Decision and Directions
1. Judge of the First-tier Tribunal Colyer dismissed the appeal of the appellant, a national of India born on 30 September 1978, against the decision of the respondent of 4 November 2015 to refuse his application for a residence card as the extended family member of Mr Vinay Kumar (the "sponsor"), a German national said to be exercising Treaty rights in the United Kingdom.
2. The respondent's decision was made under the Immigration (European Economic Area) Regulations 2006 (hereafter the "EEA Regulations"). The respondent refused the appellant's application for the following reasons:
(i) the appellant had not established his relationship with his sponsor; and
(ii) he had not established that he was residing with and/or dependent upon the sponsor either immediately before his arrival in the United Kingdom or since his arrival in the United Kingdom.
3. The judge dismissed the appeal on the ground that the First-tier Tribunal did not have jurisdiction to decide the appeal of an extended family member under the EEA Regulations. In this respect, the judge relied upon Sala (EFMs: Right of appeal) [2016] UKUT 00411 (IAC).
4. The judge did not have the benefit of the judgment of the Court of Appeal in Khan [2017] EWCA Civ 1755 which held that Sala was wrongly decided. It is clear from the Court of Appeal's judgment in Khan that the First-tier Tribunal and the Upper Tribunal have jurisdiction to decide appeals from extended family members under the EEA Regulations.
5. I am therefore satisfied that, through no fault of his own, the judge materially erred in law in dismissing the appellant's appeal for want of jurisdiction. I am satisfied that this led the judge to fall into the error of not deciding the disputed facts in this appeal, as summarised at my para 2 above.
6. I therefore set aside the decision of the judge in its entirety.
7. In the majority of cases, the Upper Tribunal when setting aside the decision will re-make the relevant decision itself. However, para 7.2 of the Practice Statements for the Immigration and Asylum Chambers of the First-tier Tribunal and the Upper Tribunal (the "Practice Statements") recognises that it may not be possible for the Upper Tribunal to proceed to re-make the decision when it is satisfied that:
"(a) the effect of the error has been to deprive a party before the First-tier Tribunal of a fair hearing or other opportunity for that party's case to be put to and considered by the First-tier Tribunal; or
(b) the nature or extent of any judicial fact finding which is necessary in order for the decision in the appeal to be re-made is such that, having regard to the overriding objective in rule 2, it is appropriate to remit the case to the First-tier Tribunal."

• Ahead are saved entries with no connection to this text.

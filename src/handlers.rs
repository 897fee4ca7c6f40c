use actix_multipart::Multipart;
use actix_web::http::header::{self, ContentType};
use actix_web::{web, HttpRequest, HttpResponse, Result};
use serde::{Deserialize, Serialize};
use serde_json::json;
use tracing::{info, warn};

use crate::error::{PredictionError, UploadError};
use crate::models::{Badge, PredictionRequest, PredictionResult};
use crate::render::{Outcome, Page, MISSING_SERVER_URL};
use crate::session::{session_cookie, session_id, SessionConfig};
use crate::upload::{read_image, UploadedImage};
use crate::AppState;

#[derive(Debug, Deserialize)]
pub struct SettingsForm {
    #[serde(default)]
    pub server_url: String,
}

#[derive(Debug, Deserialize)]
pub struct ApiQuery {
    pub server_url: Option<String>,
}

/// JSON shape of `/api/predict`: the normalized result plus what the page
/// would have shown for it.
#[derive(Debug, Serialize)]
pub struct ApiPrediction<'a> {
    #[serde(flatten)]
    pub result: &'a PredictionResult,
    pub badge: Badge,
    pub ratio_display: String,
    pub annotated_image_available: bool,
}

pub async fn index(req: HttpRequest, state: web::Data<AppState>) -> HttpResponse {
    let session = state.sessions.get(session_id(&req));
    page_response(state.page(&session))
}

pub async fn save_settings(
    req: HttpRequest,
    state: web::Data<AppState>,
    form: web::Form<SettingsForm>,
) -> HttpResponse {
    let (id, session) = state
        .sessions
        .update_server_url(session_id(&req), &form.server_url);
    info!(session = %id, server_url = %session.server_url, "server URL updated");

    HttpResponse::SeeOther()
        .cookie(session_cookie(id))
        .insert_header((header::LOCATION, "/"))
        .finish()
}

pub async fn analyze(
    req: HttpRequest,
    state: web::Data<AppState>,
    payload: Multipart,
) -> HttpResponse {
    let session = state.sessions.get(session_id(&req));
    let mut page = state.page(&session);

    let upload = match read_image(payload, state.max_upload_bytes).await {
        Ok(Some(upload)) => upload,
        Ok(None) => return page_response(page),
        Err(e) => {
            warn!(error = %e, "upload rejected");
            page.outcome = Outcome::Error(e.to_string());
            return page_response(page);
        }
    };

    page.preview = Some(upload.preview());
    page.outcome = if session.has_server_url() {
        match state.predict(&session.server_url, upload).await {
            Ok(result) => Outcome::Result(result),
            Err(e) => Outcome::Error(e.to_string()),
        }
    } else {
        Outcome::Error(MISSING_SERVER_URL.to_string())
    };

    page_response(page)
}

pub async fn api_predict(
    state: web::Data<AppState>,
    query: web::Query<ApiQuery>,
    payload: Multipart,
) -> Result<HttpResponse> {
    let upload = read_image(payload, state.max_upload_bytes)
        .await?
        .ok_or(UploadError::MissingImage)?;

    let server_url = query
        .server_url
        .as_deref()
        .map(str::trim)
        .filter(|url| !url.is_empty())
        .unwrap_or_else(|| state.sessions.default_server_url());

    match state.predict(server_url, upload).await {
        Ok(result) => Ok(HttpResponse::Ok().json(ApiPrediction {
            badge: result.badge(),
            ratio_display: result.ratio_display(),
            annotated_image_available: result.annotated_image().is_some(),
            result: &result,
        })),
        Err(e) => Ok(HttpResponse::BadGateway().json(error_body(&e))),
    }
}

pub async fn health() -> HttpResponse {
    HttpResponse::Ok().json(json!({ "status": "ok" }))
}

impl AppState {
    fn page(&self, session: &SessionConfig) -> Page {
        let mut page = Page::new(session.server_url.clone());
        if !self.dispatcher.is_available() {
            page.client_warning = Some(PredictionError::MissingCapability.to_string());
        }
        page
    }

    async fn predict(
        &self,
        server_url: &str,
        upload: UploadedImage,
    ) -> Result<PredictionResult, PredictionError> {
        info!(server_url, file = %upload.file_name, "dispatching prediction");
        let request = PredictionRequest::new(server_url, upload.file_name, upload.bytes)
            .with_timeout(self.timeout_seconds);
        self.dispatcher.dispatch(request).await
    }
}

fn error_body(err: &PredictionError) -> serde_json::Value {
    match err.backend_status() {
        Some(status) => json!({ "error": err.to_string(), "backend_status": status }),
        None => json!({ "error": err.to_string() }),
    }
}

fn page_response(page: Page) -> HttpResponse {
    HttpResponse::Ok()
        .content_type(ContentType::html())
        .body(page.render())
}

8. In my judgement, this case falls within both para 7.2 (a) and (b). The appellant has not had a hearing of the disputed issues in this appeal. I am therefore of the view that a remittal to the First-tier Tribunal is the right course of action.
Notice of Decision
The decision of Judge of the First-tier Tribunal Colyer involved the making of a material error of law such that the decision to dismiss the appeal for want of jurisdiction is set aside.
This case is remitted to the First-tier Tribunal for a fresh hearing on the merits on all issues by a judge other than Judge of the First-tier Tribunal Colyer.